Lo presenta como alguien que debería aprender a mirar.
El cielo tiene su camino.
El agua tiene su ciclo.
Los árboles tienen su tiempo.
Las estaciones tienen su momento.
Y el ser humano, sin embargo, puede romper el equilibrio.
Esta idea será cada vez más importante a medida que avancemos hacia la historia de los Vigilantes.
Aquí comienza también mi propia relación con Enoc.
Quizás por eso este texto me resulta tan cercano.
Siempre he sentido que hay cosas que solamente pueden entenderse cuando uno se aparta un poco del ruido.
Caminar.
Observar.
Pasar tiempo en la naturaleza.
Mirar el cielo.
Escuchar el viento.
Ver cómo cambia una estación.
Aprender de los animales.
Vivir con menos.
Preguntarse por qué estamos aquí.
Enoc aparece ante mí como un hombre que mira más allá de lo evidente, pero que empieza precisamente por observar aquello que tiene delante.
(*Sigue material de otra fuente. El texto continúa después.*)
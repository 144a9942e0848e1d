//! Configuration management
//!
//! TOML file with every field defaulted, so an empty file is a valid
//! configuration:
//!
//! ```toml
//! recording_root = "/var/lib/camvault"
//! max_space_bytes = 10737418240
//! chunk_size_bytes = 104857600
//!
//! [[cameras]]
//! address = "rtsp://10.0.0.12/stream1"
//! nickname = "driveway"
//!
//! [capture]
//! source = "ffmpeg"
//!
//! [encoding]
//! codec = "xvid"
//! ```

use anyhow::{Context, Result};
use camvault_capture::SourceKind;
use camvault_processing::EncoderConfig;
use serde::{Deserialize, Serialize};
use std::path::{Path, PathBuf};
use std::str::FromStr;
use std::time::Duration;

use crate::storage::{GuardianPolicy, StorageSettings};

const MIB: u64 = 1024 * 1024;

/// Recorder configuration
#[derive(Debug, Clone, Serialize, Deserialize)]
pub struct Config {
    /// Directory holding one `camera_<id>` folder per camera
    #[serde(default = "default_recording_root")]
    pub recording_root: PathBuf,

    /// Storage budget for everything under the recording root
    #[serde(default = "default_max_space_bytes")]
    pub max_space_bytes: u64,

    /// Recording files are rotated once they exceed this size
    #[serde(default = "default_chunk_size_bytes")]
    pub chunk_size_bytes: u64,

    /// Cameras registered at startup
    #[serde(default)]
    pub cameras: Vec<CameraConfig>,

    #[serde(default)]
    pub capture: CaptureConfig,

    #[serde(default)]
    pub encoding: EncoderConfig,

    #[serde(default)]
    pub storage: StorageConfig,
}

/// A camera entry, written `address|nickname` on the command line
#[derive(Debug, Clone, PartialEq, Eq, Serialize, Deserialize)]
pub struct CameraConfig {
    pub address: String,
    pub nickname: String,
}

impl FromStr for CameraConfig {
    type Err = String;

    fn from_str(s: &str) -> Result<Self, Self::Err> {
        let (address, nickname) = s.split_once('|')
            .ok_or_else(|| format!("expected ADDRESS|NICKNAME, got {:?}", s))?;
        let address = address.trim();
        let nickname = nickname.trim();
        if address.is_empty() || nickname.is_empty() {
            return Err("camera address and nickname are required".to_string());
        }

        Ok(Self {
            address: address.to_string(),
            nickname: nickname.to_string(),
        })
    }
}

/// Frame source settings
#[derive(Debug, Clone, Serialize, Deserialize)]
pub struct CaptureConfig {
    #[serde(default)]
    pub source: SourceKind,

    /// Network timeout for probes and stream reads
    #[serde(default = "default_probe_timeout_secs")]
    pub probe_timeout_secs: u64,
}

/// Guardian settings
#[derive(Debug, Clone, Serialize, Deserialize)]
pub struct StorageConfig {
    /// Files modified within this many seconds are never evicted
    #[serde(default = "default_grace_secs")]
    pub grace_secs: u64,

    /// Minimum milliseconds between scans triggered by frame writes
    #[serde(default)]
    pub scan_interval_ms: u64,
}

// Default value functions
fn default_recording_root() -> PathBuf {
    dirs::data_local_dir()
        .unwrap_or_else(|| PathBuf::from("."))
        .join("Camvault")
        .join("recordings")
}
fn default_max_space_bytes() -> u64 { 10 * 1024 * MIB }
fn default_chunk_size_bytes() -> u64 { 100 * MIB }
fn default_probe_timeout_secs() -> u64 { 5 }
fn default_grace_secs() -> u64 { 5 }

impl Default for CaptureConfig {
    fn default() -> Self {
        Self {
            source: SourceKind::default(),
            probe_timeout_secs: default_probe_timeout_secs(),
        }
    }
}

impl Default for StorageConfig {
    fn default() -> Self {
        Self {
            grace_secs: default_grace_secs(),
            scan_interval_ms: 0,
        }
    }
}

impl Default for Config {
    fn default() -> Self {
        Self {
            recording_root: default_recording_root(),
            max_space_bytes: default_max_space_bytes(),
            chunk_size_bytes: default_chunk_size_bytes(),
            cameras: Vec::new(),
            capture: CaptureConfig::default(),
            encoding: EncoderConfig::default(),
            storage: StorageConfig::default(),
        }
    }
}

impl Config {
    /// Load configuration from TOML file
    pub fn from_file<P: AsRef<Path>>(path: P) -> Result<Self> {
        let path = path.as_ref();
        let content = std::fs::read_to_string(path)
            .with_context(|| format!("Failed to read config file {:?}", path))?;
        toml::from_str(&content)
            .with_context(|| format!("Failed to parse config file {:?}", path))
    }

    /// Load the given file, or defaults when none is given
    pub fn load(path: Option<&Path>) -> Result<Self> {
        match path {
            Some(path) => Self::from_file(path),
            None => Ok(Self::default()),
        }
    }

    pub fn storage_settings(&self) -> StorageSettings {
        StorageSettings {
            root: self.recording_root.clone(),
            max_bytes: self.max_space_bytes,
            chunk_bytes: self.chunk_size_bytes,
        }
    }

    pub fn guardian_policy(&self) -> GuardianPolicy {
        GuardianPolicy {
            grace: Duration::from_secs(self.storage.grace_secs),
            scan_interval: Duration::from_millis(self.storage.scan_interval_ms),
        }
    }

    pub fn probe_timeout(&self) -> Duration {
        Duration::from_secs(self.capture.probe_timeout_secs)
    }
}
Y esa es una de las razones por las que quiero investigar su historia.
No para afirmar que todo lo que aparece en sus escritos sea literalmente cierto.
Tampoco para convertir antiguas leyendas en hechos demostrados.
Quiero hacer algo diferente:
leer, investigar, comparar y sacar mis propias conclusiones.
Porque quizá el verdadero viaje de Enoc no sea solamente el viaje hacia los cielos.
Quizá también sea el viaje interior de una persona que nunca dejó de hacerse preguntas.
El pasaje que conocemos como capítulo 2 forma parte del comienzo del Libro de los Vigilantes, la primera gran sección de Enoc.
Los manuscritos de Qumrán confirman que distintas partes de la tradición enóquica circularon en arameo en la Antigüedad.
El archivo oficial de los Manuscritos del Mar Muerto conserva varios manuscritos de Enoc, clasificado como composición no bíblica/parabíblica en arameo y perteneciente al período asmoneo.
Además, el propio archivo de los Manuscritos del Mar Muerto señala que el Libro de Enoc no formó parte del canon de la Biblia hebrea y que uno de sus grandes temas es precisamente la rebelión de los ángeles y la transmisión de conocimiento secreto a la humanidad.
Por tanto, debemos distinguir entre tres cosas:
El texto antiguo: lo que realmente aparece en los manuscritos y traducciones.
La interpretación: lo que diferentes épocas y autores han entendido a partir de esos textos.
Nuestra lectura personal: aquello que Enoc puede significar para nosotros hoy.
“Observa antes de buscar.”
Enoc comienza su viaje mirando el cielo.
Y nosotros acabamos de comenzar el nuestro.